• Task instructions: Your output should be the lines of the entries below, exactly, from the first one through the line that holds "use crate::sync::Group;".

Data provided below:

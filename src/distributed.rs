//! Distributed Cache Module
//!
//! Two-tier cache: a sharded memory cache in front of a byte-oriented
//! backing store, with write-through writes, negative caching and
//! coalesced store reads.

use std::collections::HashMap;
use std::fmt;

use parking_lot::Mutex;
use tracing::{debug, warn};

use crate::cache::{CacheStats, MemoryCache};
use crate::codec::Codec;
use crate::config::CacheConfig;
use crate::error::{CacheError, Result};
use crate::store::BackingStore;
use crate::sync::Group;

/// Separator between main and sub key in the backing store's key space.
pub const KEY_SEPARATOR: char = '.';

// == Store Keys ==
/// Builds the backing-store key `main_key.sub_key` for a composite key.
pub fn to_store_key(main_key: &str, sub_key: &str) -> String {
    format!("{}{}{}", main_key, KEY_SEPARATOR, sub_key)
}

/// Splits a backing-store key back into (main key, sub key) at the first
/// separator.
///
/// The split is only exact for main keys without a separator: `a.b.c` comes
/// back as (`a`, `b.c`) whether it was built from (`a`, `b.c`) or
/// (`a.b`, `c`).
pub fn from_store_key(key: &str) -> Result<(String, String)> {
    key.split_once(KEY_SEPARATOR)
        .map(|(main, sub)| (main.to_string(), sub.to_string()))
        .ok_or_else(|| {
            CacheError::InvalidKey(format!("{:?} has no '{}' separator", key, KEY_SEPARATOR))
        })
}

// == Pending Fills ==
/// Store reads whose result has not reached memory yet, keyed by store key.
///
/// The flag is raised when a write or remove lands on the key while the read
/// is outstanding; the read's result is then older than memory and must not
/// be stored.
#[derive(Default)]
struct PendingFills {
    reads: Mutex<HashMap<String, bool>>,
}

impl PendingFills {
    fn begin<'a>(&'a self, key: &'a str) -> FillTicket<'a> {
        self.reads.lock().insert(key.to_string(), false);
        FillTicket {
            fills: self,
            key,
            settled: false,
        }
    }

    /// Applies a memory update for `key` and marks any outstanding read of it
    /// as superseded, atomically with respect to [`FillTicket::commit`].
    fn supersede<F: FnOnce()>(&self, key: &str, apply: F) {
        let mut reads = self.reads.lock();
        apply();
        if let Some(superseded) = reads.get_mut(key) {
            *superseded = true;
        }
    }

    fn len(&self) -> usize {
        self.reads.lock().len()
    }
}

/// One outstanding store read. Dropping it without committing forgets the
/// read.
struct FillTicket<'a> {
    fills: &'a PendingFills,
    key: &'a str,
    settled: bool,
}

impl FillTicket<'_> {
    /// Runs `fill` unless a write superseded the read; returns whether it ran.
    fn commit<F: FnOnce()>(mut self, fill: F) -> bool {
        self.settled = true;
        let mut reads = self.fills.reads.lock();
        let superseded = reads.remove(self.key).unwrap_or(true);
        if !superseded {
            fill();
        }
        !superseded
    }
}

impl Drop for FillTicket<'_> {
    fn drop(&mut self) {
        if !self.settled {
            self.fills.reads.lock().remove(self.key);
        }
    }
}

// == Distributed Cache ==
/// Memory cache backed by a [`BackingStore`].
///
/// The memory tier holds `Option<V>`: `Some` is a cached value, `None`
/// records that the store had nothing under the key. Both age out through
/// the memory tier's eviction and expiry like any other entry. A store read
/// never overwrites a write or remove that completed while it was in flight.
pub struct DistributedCache<V, S, C>
where
    V: Clone + Send + Sync + 'static,
{
    memory: MemoryCache<Option<V>>,
    store: S,
    codec: C,
    group: Group<Result<Option<V>>>,
    fills: PendingFills,
    store_ttl_seconds: u64,
}

impl<V, S, C> fmt::Debug for DistributedCache<V, S, C>
where
    V: Clone + Send + Sync + 'static,
{
    fn fmt(&self, f: &mut fmt::Formatter<'_>) -> fmt::Result {
        f.debug_struct("DistributedCache")
            .field("memory", &self.memory)
            .field("in_flight", &self.group.in_flight())
            .field("pending_fills", &self.fills.len())
            .field("store_ttl_seconds", &self.store_ttl_seconds)
            .finish()
    }
}

impl<V, S, C> DistributedCache<V, S, C>
where
    V: Clone + Send + Sync + 'static,
    S: BackingStore,
    C: Codec<V>,
{
    // == Constructor ==
    /// Creates the cache; the memory tier is built from `config`, and
    /// `config.store_ttl_seconds` becomes the TTL used by [`Self::set`].
    pub fn new(config: &CacheConfig, store: S, codec: C) -> Result<Self> {
        Ok(Self {
            memory: MemoryCache::new(config)?,
            store,
            codec,
            group: Group::new(),
            fills: PendingFills::default(),
            store_ttl_seconds: config.store_ttl_seconds,
        })
    }

    // == Writes ==
    /// Writes through to the store with the default TTL, then to memory.
    ///
    /// If the store write fails the memory tier is left untouched.
    pub async fn set(&self, main_key: &str, sub_key: &str, value: V) -> Result<()> {
        self.write(main_key, sub_key, value, Some(self.store_ttl_seconds))
            .await
    }

    /// Like [`Self::set`] but the store entry never expires.
    pub async fn set_no_expire(&self, main_key: &str, sub_key: &str, value: V) -> Result<()> {
        self.write(main_key, sub_key, value, None).await
    }

    async fn write(
        &self,
        main_key: &str,
        sub_key: &str,
        value: V,
        ttl_seconds: Option<u64>,
    ) -> Result<()> {
        let key = to_store_key(main_key, sub_key);
        let bytes = self.codec.marshal(&value)?;

        let written = match ttl_seconds {
            Some(ttl) => self.store.set(&key, bytes, ttl).await,
            None => self.store.set_no_expire(&key, bytes).await,
        };
        if let Err(err) = written {
            warn!(key = %key, error = %err, "backing store write failed");
            return Err(err);
        }

        self.fills.supersede(&key, || {
            self.memory.set(main_key, sub_key, Some(value));
        });
        Ok(())
    }

    // == Reads ==
    /// Returns the value for a composite key, consulting memory first.
    ///
    /// `Ok(None)` means the key is absent. A remembered absence is answered
    /// from memory without asking the store again. On a memory miss the store
    /// read is shared with any concurrent caller for the same key; a found
    /// value is decoded into a container built by `new_value`.
    pub async fn get<F>(&self, main_key: &str, sub_key: &str, new_value: F) -> Result<Option<V>>
    where
        F: FnOnce() -> V,
    {
        if let Some(cached) = self.memory.get_sub(main_key, sub_key) {
            return Ok(cached);
        }
        self.get_from_store(main_key, sub_key, new_value).await
    }

    /// Reads from the backing store, bypassing the memory check, and
    /// refreshes the memory tier with what it finds.
    ///
    /// Concurrent calls for the same key share one store round trip and all
    /// receive its result, errors included.
    pub async fn get_from_store<F>(
        &self,
        main_key: &str,
        sub_key: &str,
        new_value: F,
    ) -> Result<Option<V>>
    where
        F: FnOnce() -> V,
    {
        let key = to_store_key(main_key, sub_key);
        self.group
            .run(&key, || self.fetch(main_key, sub_key, &key, new_value))
            .await
    }

    async fn fetch<F>(
        &self,
        main_key: &str,
        sub_key: &str,
        key: &str,
        new_value: F,
    ) -> Result<Option<V>>
    where
        F: FnOnce() -> V,
    {
        let ticket = self.fills.begin(key);
        let bytes = match self.store.get(key).await {
            Ok(bytes) => bytes,
            Err(err) => {
                warn!(key, error = %err, "backing store read failed");
                return Err(err);
            }
        };

        let Some(bytes) = bytes else {
            let filled = ticket.commit(|| {
                self.memory.set(main_key, sub_key, None);
            });
            if filled {
                debug!(key, "caching store miss");
            }
            return Ok(None);
        };

        let mut value = new_value();
        if let Err(err) = self.codec.unmarshal(&bytes, &mut value) {
            warn!(key, error = %err, "discarding undecodable store value");
            return Err(err);
        }
        let filled = ticket.commit(|| {
            self.memory.set(main_key, sub_key, Some(value.clone()));
        });
        if !filled {
            debug!(key, "store read superseded by a newer write");
        }
        Ok(Some(value))
    }

    // == Membership ==
    /// True if memory holds a value for the key, otherwise asks the store.
    pub async fn contains(&self, main_key: &str, sub_key: &str) -> Result<bool> {
        if self.contains_in_memory(main_key, sub_key) {
            return Ok(true);
        }
        self.contains_in_store(main_key, sub_key).await
    }

    /// True if memory holds a value (not a remembered absence) for the key.
    pub fn contains_in_memory(&self, main_key: &str, sub_key: &str) -> bool {
        matches!(self.memory.peek(main_key, sub_key), Some(Some(_)))
    }

    pub async fn contains_in_store(&self, main_key: &str, sub_key: &str) -> Result<bool> {
        let key = to_store_key(main_key, sub_key);
        self.store.exists(&key).await.map_err(|err| {
            warn!(key = %key, error = %err, "backing store exists failed");
            err
        })
    }

    // == Removal ==
    /// Deletes from the store, then from memory.
    ///
    /// A failed store delete leaves memory untouched.
    pub async fn remove(&self, main_key: &str, sub_key: &str) -> Result<()> {
        let key = to_store_key(main_key, sub_key);
        if let Err(err) = self.store.delete(&key).await {
            warn!(key = %key, error = %err, "backing store delete failed");
            return Err(err);
        }
        self.fills.supersede(&key, || {
            self.memory.remove_sub(main_key, sub_key);
        });
        Ok(())
    }

    /// Drops every memory entry under `main_key`; the store is not touched.
    pub fn remove_from_memory(&self, main_key: &str) -> bool {
        self.memory.remove(main_key)
    }

    /// Drops one memory entry so the next [`Self::get`] reloads it.
    pub fn remove_sub_from_memory(&self, main_key: &str, sub_key: &str) -> bool {
        self.memory.remove_sub(main_key, sub_key)
    }

    // == Accessors ==
    pub fn memory(&self) -> &MemoryCache<Option<V>> {
        &self.memory
    }

    pub fn store(&self) -> &S {
        &self.store
    }

    pub fn store_ttl_seconds(&self) -> u64 {
        self.store_ttl_seconds
    }

    pub fn stats(&self) -> CacheStats {
        self.memory.stats()
    }

    /// Stops the memory tier's sweeper.
    pub async fn close(&self) {
        self.memory.close().await;
    }
}

// == Unit Tests ==
#[cfg(test)]
mod tests {
    use super::*;
    use crate::codec::TextCodec;
    use crate::store::InMemoryStore;

    fn cache() -> DistributedCache<u64, InMemoryStore, TextCodec> {
        let config = CacheConfig {
            shard_count: 2,
            shard_capacity: 16,
            max_cache_seconds: 0,
            ..CacheConfig::default()
        };
        DistributedCache::new(&config, InMemoryStore::new(), TextCodec).unwrap()
    }

    #[test]
    fn test_to_store_key() {
        assert_eq!(to_store_key("user", "42"), "user.42");
        assert_eq!(to_store_key("user", ""), "user.");
        assert_eq!(to_store_key("user", "a.b"), "user.a.b");
        assert_eq!(to_store_key("config.v2", "limit"), "config.v2.limit");
    }

    #[test]
    fn test_from_store_key_splits_on_first_separator() {
        assert_eq!(
            from_store_key("user.a.b").unwrap(),
            ("user".to_string(), "a.b".to_string())
        );
        assert_eq!(
            from_store_key("user.").unwrap(),
            ("user".to_string(), String::new())
        );
        // Dotted main keys do not survive the reverse split
        assert_eq!(
            from_store_key(&to_store_key("config.v2", "limit")).unwrap(),
            ("config".to_string(), "v2.limit".to_string())
        );
        assert!(matches!(
            from_store_key("nosep"),
            Err(CacheError::InvalidKey(_))
        ));
    }

    #[test]
    fn test_fill_runs_when_not_superseded() {
        let fills = PendingFills::default();
        let ticket = fills.begin("user.a");

        assert!(ticket.commit(|| {}));
        assert_eq!(fills.len(), 0);
    }

    #[test]
    fn test_fill_skipped_after_write() {
        let fills = PendingFills::default();
        let ticket = fills.begin("user.a");
        let mut writes = 0;

        fills.supersede("user.a", || writes += 1);
        fills.supersede("user.b", || writes += 1);

        assert_eq!(writes, 2);
        assert!(!ticket.commit(|| panic!("superseded fill must not run")));
        assert_eq!(fills.len(), 0);
    }

    #[test]
    fn test_dropped_ticket_forgets_read() {
        let fills = PendingFills::default();
        drop(fills.begin("user.a"));
        assert_eq!(fills.len(), 0);
    }

    #[tokio::test]
    async fn test_set_writes_both_tiers() {
        let cache = cache();

        cache.set("user", "visits", 3).await.unwrap();

        assert!(cache.contains_in_memory("user", "visits"));
        assert_eq!(
            cache.store().get("user.visits").await.unwrap(),
            Some(b"3".to_vec())
        );
        assert_eq!(cache.get("user", "visits", || 0).await.unwrap(), Some(3));
    }

    #[tokio::test]
    async fn test_get_miss_remembers_absence() {
        let cache = cache();

        assert_eq!(cache.get("user", "none", || 0).await.unwrap(), None);

        assert_eq!(cache.memory().peek("user", "none"), Some(None));
        assert!(!cache.contains_in_memory("user", "none"));
        assert!(!cache.contains("user", "none").await.unwrap());
    }

    #[tokio::test]
    async fn test_dotted_main_key_round_trip() {
        let cache = cache();

        cache.set("config.v2", "limit", 5).await.unwrap();
        cache.remove_sub_from_memory("config.v2", "limit");

        assert_eq!(
            cache.get("config.v2", "limit", || 0).await.unwrap(),
            Some(5)
        );
        assert!(cache.contains_in_store("config.v2", "limit").await.unwrap());
        cache.remove("config.v2", "limit").await.unwrap();
        assert!(!cache.contains("config.v2", "limit").await.unwrap());
    }

    #[tokio::test]
    async fn test_remove_clears_both_tiers() {
        let cache = cache();
        cache.set_no_expire("user", "visits", 9).await.unwrap();

        cache.remove("user", "visits").await.unwrap();

        assert!(!cache.contains_in_memory("user", "visits"));
        assert!(!cache.contains_in_store("user", "visits").await.unwrap());
    }
}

End of Data provided.

• Answer box:
filename src/distributed.rs
//! Distributed Cache Module
//!
//! Two-tier cache: a sharded memory cache in front of a byte-oriented
//! backing store, with write-through writes, negative caching and
//! coalesced store reads.

use std::collections::HashMap;
use std::fmt;

use parking_lot::Mutex;
use tracing::{debug, warn};

use crate::cache::{CacheStats, MemoryCache};
use crate::codec::Codec;
use crate::config::CacheConfig;
use crate::error::{CacheError, Result};
use crate::store::BackingStore;
use crate::sync::Group;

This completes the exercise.